Problem to solve - Lines with "false" in them are to be located in the listing below and copied.
Entries shown START
//! Logging configuration and initialization
//!
//! A single place to set up `tracing` for every Herdbook binary. Supports:
//!
//! - Console output, daily-rotated file output, or both
//! - Human-readable text or JSON lines
//! - A base level plus extra filter directives (`sqlx=warn,tower_http=debug`)
//! - Configuration from environment variables
//!
//! Use structured fields rather than formatted strings:
//!
//! ```rust
//! use tracing::info;
//!
//! let bovid_id = 42;
//! info!(bovid_id, owner_id = 7, "Bovid created");
//! ```
//!
//! # Example
//!
//! ```no_run
//! use herdbook_common::logging::{init_logging, LogConfig};
//!
//! let config = LogConfig::from_env().unwrap_or_default();
//! // Keep the guard alive so buffered file output is flushed on exit.
//! let _guard = init_logging(&config).unwrap();
//! ```

use crate::error::{HerdbookError, Result};
use serde::{Deserialize, Serialize};
use std::path::PathBuf;
use tracing_appender::non_blocking::WorkerGuard;
use tracing_subscriber::{
    fmt::{self, format::FmtSpan, MakeWriter},
    layer::SubscriberExt,
    util::SubscriberInitExt,
    EnvFilter, Layer, Registry,
};

/// Log level for filtering messages
#[derive(Debug, Clone, Copy, PartialEq, Eq, Serialize, Deserialize, Default)]
#[serde(rename_all = "lowercase")]
pub enum LogLevel {
    Trace,
    Debug,
    #[default]
    Info,
    Warn,
    Error,
}

impl LogLevel {
    pub fn as_str(self) -> &'static str {
        match self {
            LogLevel::Trace => "trace",
            LogLevel::Debug => "debug",
            LogLevel::Info => "info",
            LogLevel::Warn => "warn",
            LogLevel::Error => "error",
        }
    }
}

fn invalid(kind: &str, value: &str) -> HerdbookError {
    HerdbookError::config(format!("Invalid log {}: '{}'", kind, value))
}

impl std::str::FromStr for LogLevel {
    type Err = HerdbookError;

    fn from_str(s: &str) -> std::result::Result<Self, Self::Err> {
        Ok(match s.trim().to_ascii_lowercase().as_str() {
            "trace" => LogLevel::Trace,
            "debug" => LogLevel::Debug,
            "info" => LogLevel::Info,
            "warn" | "warning" => LogLevel::Warn,
            "error" => LogLevel::Error,
            _ => return Err(invalid("level", s)),
        })
    }
}

impl std::fmt::Display for LogLevel {
    fn fmt(&self, f: &mut std::fmt::Formatter<'_>) -> std::fmt::Result {
        f.write_str(self.as_str())
    }
}

/// Output target for logs
#[derive(Debug, Clone, Copy, PartialEq, Eq, Serialize, Deserialize, Default)]
#[serde(rename_all = "lowercase")]
pub enum LogOutput {
    #[default]
    Console,
    File,
    Both,
}

impl LogOutput {
    fn writes_console(self) -> bool {
        matches!(self, LogOutput::Console | LogOutput::Both)
    }

    fn writes_file(self) -> bool {
        matches!(self, LogOutput::File | LogOutput::Both)
    }
}

impl std::str::FromStr for LogOutput {
    type Err = HerdbookError;

    fn from_str(s: &str) -> std::result::Result<Self, Self::Err> {
        Ok(match s.trim().to_ascii_lowercase().as_str() {
            "console" | "stdout" => LogOutput::Console,
            "file" => LogOutput::File,
            "both" | "all" => LogOutput::Both,
            _ => return Err(invalid("output", s)),
        })
    }
}

/// Log line format
#[derive(Debug, Clone, Copy, PartialEq, Eq, Serialize, Deserialize, Default)]
#[serde(rename_all = "lowercase")]
pub enum LogFormat {
    #[default]
    Text,
    Json,
}

impl std::str::FromStr for LogFormat {
    type Err = HerdbookError;

    fn from_str(s: &str) -> std::result::Result<Self, Self::Err> {
        Ok(match s.trim().to_ascii_lowercase().as_str() {
            "text" | "pretty" => LogFormat::Text,
            "json" => LogFormat::Json,
            _ => return Err(invalid("format", s)),
        })
    }
}

/// Logging configuration
#[derive(Debug, Clone, Serialize, Deserialize)]
pub struct LogConfig {
    /// Minimum log level
    pub level: LogLevel,

    pub output: LogOutput,

    pub format: LogFormat,

    /// Directory for log files (only used when output includes file)
    pub log_dir: PathBuf,

    /// File name prefix, e.g. "herdbook-server" -> "herdbook-server.2024-01-18"
    pub log_file_prefix: String,

    /// Extra comma-separated filter directives, e.g. "sqlx=warn,tower_http=debug"
    pub filter_directives: Option<String>,

    pub include_location: bool,

    pub include_thread_ids: bool,

    pub include_targets: bool,
}

impl Default for LogConfig {
    fn default() -> Self {
        Self {
            level: LogLevel::Info,
            output: LogOutput::Console,
            format: LogFormat::Text,
            log_dir: PathBuf::from("./logs"),
            log_file_prefix: "herdbook".to_string(),
            filter_directives: None,
            include_location: false,
            include_thread_ids: false,
            include_targets: true,
        }
    }
}

impl LogConfig {
    /// Load configuration from environment variables
    ///
    /// - `LOG_LEVEL`: trace, debug, info, warn, error
    /// - `LOG_OUTPUT`: console, file, both
    /// - `LOG_FORMAT`: text, json
    /// - `LOG_DIR`, `LOG_FILE_PREFIX`, `LOG_FILTER`
    /// - `LOG_INCLUDE_LOCATION`, `LOG_INCLUDE_THREAD_IDS`, `LOG_INCLUDE_TARGETS`
    pub fn from_env() -> Result<Self> {
        Self::default().merge_env()
    }

    /// Overlay environment variables on top of `self`
    ///
    /// Unset or empty variables keep the current value; malformed ones are
    /// a configuration error.
    pub fn merge_env(mut self) -> Result<Self> {
        if let Some(level) = env_value("LOG_LEVEL") {
            self.level = level.parse()?;
        }
        if let Some(output) = env_value("LOG_OUTPUT") {
            self.output = output.parse()?;
        }
        if let Some(format) = env_value("LOG_FORMAT") {
            self.format = format.parse()?;
        }
        if let Some(dir) = env_value("LOG_DIR") {
            self.log_dir = PathBuf::from(dir);
        }
        if let Some(prefix) = env_value("LOG_FILE_PREFIX") {
            self.log_file_prefix = prefix;
        }
        if let Some(filter) = env_value("LOG_FILTER") {
            self.filter_directives = Some(filter);
        }
        self.include_location = env_flag("LOG_INCLUDE_LOCATION", self.include_location)?;
        self.include_thread_ids = env_flag("LOG_INCLUDE_THREAD_IDS", self.include_thread_ids)?;
        self.include_targets = env_flag("LOG_INCLUDE_TARGETS", self.include_targets)?;
        Ok(self)
    }

    pub fn builder() -> LogConfigBuilder {
        LogConfigBuilder::default()
    }

    /// Build the filter: `RUST_LOG` if set, else the configured level, plus directives
    pub fn env_filter(&self) -> Result<EnvFilter> {
        let mut filter = EnvFilter::try_from_default_env()
            .unwrap_or_else(|_| EnvFilter::new(self.level.as_str()));

        if let Some(ref directives) = self.filter_directives {
            for directive in directives.split(',').map(str::trim).filter(|d| !d.is_empty()) {
                let parsed = directive.parse().map_err(|e| {
                    HerdbookError::config(format!("Invalid filter directive '{}': {}", directive, e))
                })?;
                filter = filter.add_directive(parsed);
            }
        }

        Ok(filter)
    }
}

fn env_value(name: &str) -> Option<String> {
    std::env::var(name)
        .ok()
        .map(|v| v.trim().to_string())
        .filter(|v| !v.is_empty())
}

fn env_flag(name: &str, current: bool) -> Result<bool> {
    match env_value(name) {
        None => Ok(current),
        Some(raw) => parse_flag(&raw)
            .ok_or_else(|| HerdbookError::config(format!("{} must be a boolean, got '{}'", name, raw))),
    }
}

fn parse_flag(raw: &str) -> Option<bool> {
    match raw.to_ascii_lowercase().as_str() {
        "1" | "true" | "yes" | "on" => Some(true),
        "0" | "false" | "no" | "off" => Some(false),
        _ => None,
    }
}

/// Builder for LogConfig
#[derive(Default)]
pub struct LogConfigBuilder {
    config: LogConfig,
}

impl LogConfigBuilder {
    pub fn level(mut self, level: LogLevel) -> Self {
        self.config.level = level;
        self
    }

    pub fn output(mut self, output: LogOutput) -> Self {
        self.config.output = output;
        self
    }

    pub fn format(mut self, format: LogFormat) -> Self {
        self.config.format = format;
        self
    }

    pub fn log_dir(mut self, dir: impl Into<PathBuf>) -> Self {
        self.config.log_dir = dir.into();
        self
    }

    pub fn log_file_prefix(mut self, prefix: impl Into<String>) -> Self {
        self.config.log_file_prefix = prefix.into();
        self
    }

    pub fn filter_directives(mut self, filter: impl Into<String>) -> Self {
        self.config.filter_directives = Some(filter.into());
        self
    }

    pub fn include_location(mut self, include: bool) -> Self {
        self.config.include_location = include;
        self
    }

    pub fn build(self) -> LogConfig {
        self.config
    }
}

/// Keeps the non-blocking file writer alive; drop it to flush on shutdown
#[must_use = "dropping the guard stops file logging"]
pub struct LogGuard {
    _file_guard: Option<WorkerGuard>,
}

type BoxedLayer = Box<dyn Layer<Registry> + Send + Sync>;

fn fmt_layer<W>(config: &LogConfig, writer: W, ansi: bool) -> BoxedLayer
where
    W: for<'w> MakeWriter<'w> + Send + Sync + 'static,
{
    let layer = fmt::layer()
        .with_writer(writer)
        .with_ansi(ansi)
        .with_target(config.include_targets)
        .with_thread_ids(config.include_thread_ids)
        .with_file(config.include_location)
        .with_line_number(config.include_location)
        .with_span_events(FmtSpan::CLOSE);

    match config.format {
        LogFormat::Text => layer.boxed(),
        LogFormat::Json => layer.json().boxed(),
    }
}

/// Install the global subscriber
///
/// Must be called once per process. The returned guard has to outlive all
/// logging, so bind it in `main`.
pub fn init_logging(config: &LogConfig) -> Result<LogGuard> {
    let filter = config.env_filter()?;
    let mut layers: Vec<BoxedLayer> = Vec::with_capacity(2);
    let mut file_guard = None;

    if config.output.writes_console() {
        layers.push(fmt_layer(config, std::io::stdout, true));
    }

    if config.output.writes_file() {
        std::fs::create_dir_all(&config.log_dir)?;
        let appender = tracing_appender::rolling::daily(&config.log_dir, &config.log_file_prefix);
        let (writer, guard) = tracing_appender::non_blocking(appender);
        layers.push(fmt_layer(config, writer, false));
        file_guard = Some(guard);
    }

    tracing_subscriber::registry()
        .with(layers)
        .with(filter)
        .try_init()
        .map_err(|e| HerdbookError::Logging(e.to_string()))?;

    Ok(LogGuard {
        _file_guard: file_guard,
    })
}

#[cfg(test)]
#[allow(clippy::unwrap_used, clippy::expect_used)]
mod tests {
    use super::*;

    #[test]
    fn test_log_level_from_str() {
        assert_eq!("trace".parse::<LogLevel>().unwrap(), LogLevel::Trace);
        assert_eq!("DEBUG".parse::<LogLevel>().unwrap(), LogLevel::Debug);
        assert_eq!("warning".parse::<LogLevel>().unwrap(), LogLevel::Warn);
        assert!("loud".parse::<LogLevel>().is_err());
    }

    #[test]
    fn test_log_output_flags() {
        assert!(LogOutput::Console.writes_console());
        assert!(!LogOutput::Console.writes_file());
        assert!(LogOutput::Both.writes_console() && LogOutput::Both.writes_file());
        assert_eq!("all".parse::<LogOutput>().unwrap(), LogOutput::Both);
    }

    #[test]
    fn test_log_format_from_str() {
        assert_eq!("pretty".parse::<LogFormat>().unwrap(), LogFormat::Text);
        assert_eq!("json".parse::<LogFormat>().unwrap(), LogFormat::Json);
        assert!("xml".parse::<LogFormat>().is_err());
    }

    #[test]
    fn test_parse_flag() {
        assert_eq!(parse_flag("YES"), Some(true));
        assert_eq!(parse_flag("0"), Some(false));
        assert_eq!(parse_flag("maybe"), None);
    }

    #[test]
    fn test_builder() {
        let config = LogConfig::builder()
            .level(LogLevel::Debug)
            .output(LogOutput::File)
            .format(LogFormat::Json)
            .log_dir("/var/log/herdbook")
            .log_file_prefix("test")
            .build();

        assert_eq!(config.level, LogLevel::Debug);
        assert_eq!(config.output, LogOutput::File);
        assert_eq!(config.format, LogFormat::Json);
        assert_eq!(config.log_dir, PathBuf::from("/var/log/herdbook"));
        assert_eq!(config.log_file_prefix, "test");
    }

    #[test]
    fn test_invalid_filter_directive_is_config_error() {
        let config = LogConfig::builder()
            .filter_directives("sqlx=warn,tower_http=verbose")
            .build();
        assert!(matches!(config.env_filter(), Err(HerdbookError::Config(_))));
    }
}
Entries shown END
The answer -
            include_location: false,
            include_thread_ids: false,
        "0" | "false" | "no" | "off" => Some(false),
        layers.push(fmt_layer(config, writer, false));
        assert_eq!(parse_flag("0"), Some(false));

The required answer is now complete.